impl AppState {
    pub fn new(api_url: impl Into<String>, theme: Theme, keymap: Keymap) -> Self {
        Self {
            started_at: Instant::now(),
            api_url: api_url.into(),
            store: UserStore::new(),
            view: ViewParams::default(),
            list_pending: None,
            panel: None,
            toasts: VecDeque::new(),
            show_passwords: false,
            selected_index: 0,
            rows_per_page: 10,
            input_mode: InputMode::Normal,
            help_scroll: 0,
            theme,
            keymap,
            next_ticket: 1,
        }
    }

    /// Rows currently shown: the cache narrowed by role filter and search, sorted.
    pub fn visible(&self) -> Vec<&User> {
        search::visible(self.store.records(), &self.view)
    }

    pub fn selected_user(&self) -> Option<&User> {
        self.visible().get(self.selected_index).copied()
    }

    pub fn is_fetching(&self) -> bool {
        self.list_pending.is_some()
    }

    /// Label of the fetch control.
    pub fn fetch_label(&self) -> &'static str {
        if self.store.has_fetched() { "Refresh" } else { "Fetch Users" }
    }

    /// Most recent notification that has not yet expired.
    pub fn current_toast(&self) -> Option<&Toast> {
        self.toasts
            .back()
            .filter(|t| t.raised_at.elapsed() < TOAST_TTL)
    }

    pub fn notify(&mut self, level: ToastLevel, message: impl Into<String>) {
        let message = message.into();
        match level {
            ToastLevel::Info => tracing::info!(%message, "notice"),
            ToastLevel::Error => tracing::warn!(%message, "notice"),
        }
        self.toasts.push_back(Toast {
            message,
            level,
            raised_at: Instant::now(),
        });
        while self.toasts.len() > TOAST_HISTORY {
            self.toasts.pop_front();
        }
    }

    fn issue(&mut self, call: ApiCall) -> Request {
        let ticket = Ticket(self.next_ticket);
        self.next_ticket += 1;
        Request { ticket, call }
    }

    fn fetch(&mut self) -> Request {
        let request = self.issue(ApiCall::ListAll);
        // A newer fetch supersedes any still in flight.
        self.list_pending = Some(request.ticket);
        request
    }

    fn clamp_selection(&mut self) {
        let len = self.visible().len();
        self.selected_index = self.selected_index.min(len.saturating_sub(1));
    }

    fn open_panel(&mut self, panel: Panel) {
        if !self.store.has_fetched() {
            self.notify(ToastLevel::Error, "Fetch users first.");
            return;
        }
        tracing::debug!(kind = ?panel.kind(), "panel opened");
        self.panel = Some(panel);
        self.input_mode = InputMode::Panel;
    }

    fn close_panel(&mut self) {
        if let Some(p) = self.panel.take() {
            tracing::debug!(kind = ?p.kind(), pending = p.is_pending(), "panel closed");
        }
        self.input_mode = InputMode::Normal;
    }

    /// Apply a user intent. Returns the request to dispatch, if any.
    pub fn update(&mut self, action: Action) -> Option<Request> {
        match action {
            Action::Fetch => return Some(self.fetch()),
            Action::OpenPanel(kind) => self.open_panel(Panel::new(kind)),
            Action::EditSelected => {
                if let Some(user) = self.selected_user() {
                    let panel = Panel::update_for(user);
                    self.open_panel(panel);
                }
            }
            Action::ClosePanel => self.close_panel(),
            Action::Submit => return self.submit(),
            Action::LoadUserData => return self.load_user_data(),
            Action::PanelInput(c) => {
                if let Some(p) = self.panel.as_mut() {
                    p.input_char(c);
                }
            }
            Action::PanelBackspace => {
                if let Some(p) = self.panel.as_mut() {
                    p.backspace();
                }
            }
            Action::PanelFocusNext => {
                if let Some(p) = self.panel.as_mut() {
                    p.focus_next();
                }
            }
            Action::PanelFocusPrev => {
                if let Some(p) = self.panel.as_mut() {
                    p.focus_prev();
                }
            }
            Action::PanelCycle { forward } => {
                if let Some(p) = self.panel.as_mut() {
                    p.cycle_role(forward);
                }
            }
            Action::StartSearch => {
                if self.store.has_fetched() {
                    self.input_mode = InputMode::Search;
                }
            }
            Action::SearchInput(c) => {
                self.view.query.push(c);
                self.selected_index = 0;
            }
            Action::SearchBackspace => {
                self.view.query.pop();
                self.clamp_selection();
            }
            Action::EndSearch => self.input_mode = InputMode::Normal,
            Action::ClearSearch => {
                self.view.clear_query();
                self.input_mode = InputMode::Normal;
                self.clamp_selection();
            }
            Action::ToggleRole(n) => {
                if let Some(tag) = ROLE_TAGS.get(n) {
                    self.view.toggle_role(tag.role());
                    self.selected_index = 0;
                }
            }
            Action::ClearFilters => {
                self.view.clear_roles();
                self.clamp_selection();
            }
            Action::SortBy(column) => self.view.sort.click(column),
            Action::TogglePasswords => self.show_passwords = !self.show_passwords,
            Action::MoveUp => self.selected_index = self.selected_index.saturating_sub(1),
            Action::MoveDown => {
                if self.selected_index + 1 < self.visible().len() {
                    self.selected_index += 1;
                }
            }
            Action::PageUp => {
                let rpp = self.rows_per_page.max(1);
                self.selected_index = self.selected_index.saturating_sub(rpp);
            }
            Action::PageDown => {
                let rpp = self.rows_per_page.max(1);
                self.selected_index = self.selected_index.saturating_add(rpp);
                self.clamp_selection();
            }
            Action::OpenHelp => {
                self.help_scroll = 0;
                self.input_mode = InputMode::Help;
            }
            Action::CloseHelp => self.input_mode = InputMode::Normal,
            Action::ScrollHelp(delta) => {
                self.help_scroll = self.help_scroll.saturating_add_signed(delta);
            }
        }
        None
    }

    fn submit(&mut self) -> Option<Request> {
        let panel = self.panel.as_ref()?;
        if panel.is_pending() {
            return None;
        }
        let call = match panel.submission() {
            Ok(call) => call,
            Err(err) => {
                tracing::debug!(kind = ?panel.kind(), %err, "submit blocked by validation");
                if let Some(p) = self.panel.as_mut() {
                    p.error = Some(err.to_string());
                }
                return None;
            }
        };
        let request = self.issue(call);
        if let Some(p) = self.panel.as_mut() {
            p.begin(request.ticket);
        }
        Some(request)
    }

    fn load_user_data(&mut self) -> Option<Request> {
        let panel = self.panel.as_ref()?;
        if panel.is_pending() {
            return None;
        }
        let call = match panel.load_request()? {
            Ok(call) => call,
            Err(_) => {
                self.notify(ToastLevel::Error, "Please enter a user ID to update.");
                return None;
            }
        };
        let request = self.issue(call);
        if let Some(p) = self.panel.as_mut() {
            p.begin(request.ticket);
        }
        Some(request)
    }

    /// The open panel, if `ticket` is the request it is waiting on.
    fn panel_for(&mut self, ticket: Ticket) -> Option<&mut Panel> {
        match self.panel.as_mut() {
            Some(p) => {
                if p.settle(ticket) {
                    Some(p)
                } else {
                    tracing::debug!(ticket = ticket.0, "stale reply; panel state left alone");
                    None
                }
            }
            None => {
                tracing::debug!(ticket = ticket.0, "stale reply; panel state left alone");
                None
            }
        }
    }

    /// Apply a service outcome. Returns a follow-up request (a refetch after
    /// a confirmed create or update).
    pub fn apply(&mut self, event: ApiEvent) -> Option<Request> {
        let ApiEvent { ticket, reply } = event;
        match reply {
            ApiReply::Listed(result) => {
                if self.list_pending != Some(ticket) {
                    tracing::debug!(ticket = ticket.0, "superseded list reply ignored");
                    return None;
                }
                self.list_pending = None;
                match result {
                    Ok(users) => {
                        let first = !self.store.has_fetched();
                        self.store.replace_all(users);
                        self.clamp_selection();
                        if first {
                            self.notify(ToastLevel::Info, "Fetch successful.");
                        }
                    }
                    Err(err) => {
                        tracing::warn!(%err, "list fetch failed");
                        self.notify(ToastLevel::Error, err.user_message());
                    }
                }
                None
            }
            ApiReply::Found(result) => {
                let msg = match (&result, self.panel_for(ticket)) {
                    (Ok(user), Some(panel)) => match &mut panel.form {
                        PanelForm::FindById(form) => {
                            form.found = Some(user.clone());
                            Some((ToastLevel::Info, format!("User with ID {} has been found.", user.id)))
                        }
                        PanelForm::Update(form) => {
                            form.id = user.id.to_string();
                            form.username = user.username.clone();
                            Some((ToastLevel::Info, "User data loaded.".to_string()))
                        }
                        _ => None,
                    },
                    (Err(err), Some(panel)) => {
                        let text = match &mut panel.form {
                            PanelForm::Update(_) => "Failed to load user data.",
                            PanelForm::FindById(form) => {
                                form.found = None;
                                err.user_message()
                            }
                            _ => err.user_message(),
                        };
                        panel.error = Some(text.to_string());
                        Some((ToastLevel::Error, text.to_string()))
                    }
                    (_, None) => None,
                };
                if let Err(err) = &result {
                    tracing::warn!(%err, "lookup by id failed");
                }
                if let Some((level, text)) = msg {
                    self.notify(level, text);
                }
                None
            }
            ApiReply::RoleMembers { role, result } => {
                if let Err(err) = &result {
                    tracing::warn!(%err, "lookup by role failed");
                }
                let msg = match self.panel_for(ticket) {
                    Some(panel) => {
                        let PanelForm::FindByRole(form) = &mut panel.form else {
                            return None;
                        };
                        match result {
                            Ok(names) => {
                                form.found = Some((role.clone(), names));
                                Some((ToastLevel::Info, format!("Users with role {role} have been found.")))
                            }
                            Err(err) => {
                                form.found = None;
                                panel.error = Some(err.user_message().to_string());
                                Some((ToastLevel::Error, err.user_message().to_string()))
                            }
                        }
                    }
                    None => None,
                };
                if let Some((level, text)) = msg {
                    self.notify(level, text);
                }
                None
            }
            ApiReply::Created(result) => self.after_write(ticket, result, "User created successfully."),
            ApiReply::Updated(result) => self.after_write(ticket, result, "User updated successfully."),
            ApiReply::Deleted { id, result } => {
                match result {
                    Ok(()) => {
                        // The server has confirmed; the cache follows even if
                        // the panel was closed meanwhile.
                        self.store.remove_by_id(id);
                        self.clamp_selection();
                        if self.panel_for(ticket).is_some() {
                            self.close_panel();
                        }
                        self.notify(ToastLevel::Info, format!("User with id {id} has been deleted."));
                    }
                    Err(err) => {
                        tracing::warn!(%err, id, "delete failed");
                        if let Some(panel) = self.panel_for(ticket) {
                            panel.error = Some(err.user_message().to_string());
                        }
                        self.notify(ToastLevel::Error, err.user_message());
                    }
                }
                None
            }
        }
    }

    /// Shared tail of create and update: close on success and refetch.
    fn after_write(
        &mut self,
        ticket: Ticket,
        result: Result<(), crate::error::ApiError>,
        success: &'static str,
    ) -> Option<Request> {
        match result {
            Ok(()) => {
                if self.panel_for(ticket).is_some() {
                    self.close_panel();
                }
                self.notify(ToastLevel::Info, success);
                Some(self.fetch())
            }
            Err(err) => {
                tracing::warn!(%err, "write rejected");
                if let Some(panel) = self.panel_for(ticket) {
                    panel.error = Some(err.user_message().to_string());
                }
                self.notify(ToastLevel::Error, err.user_message());
                None
            }
        }
    }
}
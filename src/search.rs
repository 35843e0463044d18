//! Read-side projection of the cache: role filter, username search and sort.
//!
//! Nothing here mutates the cache. The visible rows are recomputed from the
//! cached records and the current `ViewParams` on every call.

use std::cmp::Ordering;
use std::collections::BTreeSet;

use crate::api::{Role, User};

/// Column the table is sorted by.
#[derive(Clone, Copy, Debug, PartialEq, Eq)]
pub enum SortColumn {
    Id,
    Username,
}

#[derive(Clone, Copy, Debug, PartialEq, Eq)]
pub enum SortOrder {
    Ascending,
    Descending,
}

impl SortOrder {
    pub fn flipped(self) -> Self {
        match self {
            SortOrder::Ascending => SortOrder::Descending,
            SortOrder::Descending => SortOrder::Ascending,
        }
    }
}

#[derive(Clone, Copy, Debug, PartialEq, Eq)]
pub struct SortSpec {
    pub column: SortColumn,
    pub order: SortOrder,
}

impl Default for SortSpec {
    fn default() -> Self {
        Self {
            column: SortColumn::Id,
            order: SortOrder::Ascending,
        }
    }
}

impl SortSpec {
    /// Header click: the active column flips direction, another column starts ascending.
    pub fn click(&mut self, column: SortColumn) {
        if self.column == column {
            self.order = self.order.flipped();
        } else {
            self.column = column;
            self.order = SortOrder::Ascending;
        }
    }
}

/// Transient filter, search and sort state for the table.
#[derive(Clone, Debug, Default)]
pub struct ViewParams {
    pub roles: BTreeSet<Role>,
    pub query: String,
    pub sort: SortSpec,
}

impl ViewParams {
    /// Add `role` to the selected set, or remove it if already selected.
    pub fn toggle_role(&mut self, role: Role) {
        if !self.roles.remove(&role) {
            self.roles.insert(role);
        }
    }

    pub fn clear_roles(&mut self) {
        self.roles.clear();
    }

    pub fn clear_query(&mut self) {
        self.query.clear();
    }

    /// Role filter: an empty selection lets everything through.
    pub fn role_matches(&self, user: &User) -> bool {
        self.roles.is_empty() || self.roles.contains(&user.role)
    }

    /// Username search: case-sensitive substring containment.
    pub fn query_matches(&self, user: &User) -> bool {
        user.username.contains(self.query.as_str())
    }
}

/// Records that pass the role filter and then the search, in display order.
pub fn visible<'a>(records: &'a [User], params: &ViewParams) -> Vec<&'a User> {
    let mut rows: Vec<&User> = records
        .iter()
        .filter(|u| params.role_matches(u))
        .filter(|u| params.query_matches(u))
        .collect();
    sort_rows(&mut rows, params.sort);
    rows
}

/// Stable sort so equal keys keep their cache order.
pub fn sort_rows(rows: &mut [&User], sort: SortSpec) {
    rows.sort_by(|a, b| {
        let ord = match sort.column {
            SortColumn::Id => a.id.cmp(&b.id),
            SortColumn::Username => locale_cmp(&a.username, &b.username),
        };
        match sort.order {
            SortOrder::Ascending => ord,
            SortOrder::Descending => ord.reverse(),
        }
    });
}

/// Dictionary-style comparison: case folds first, exact bytes break ties.
pub fn locale_cmp(a: &str, b: &str) -> Ordering {
    let folded = a
        .chars()
        .flat_map(char::to_lowercase)
        .cmp(b.chars().flat_map(char::to_lowercase));
    folded.then_with(|| a.cmp(b))
}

---+---

* **Your assignment**
Go through the data above and copy each line that holds the word "lookup".

* **The completed task**
                    tracing::warn!(%err, "lookup by id failed");
                    tracing::warn!(%err, "lookup by role failed");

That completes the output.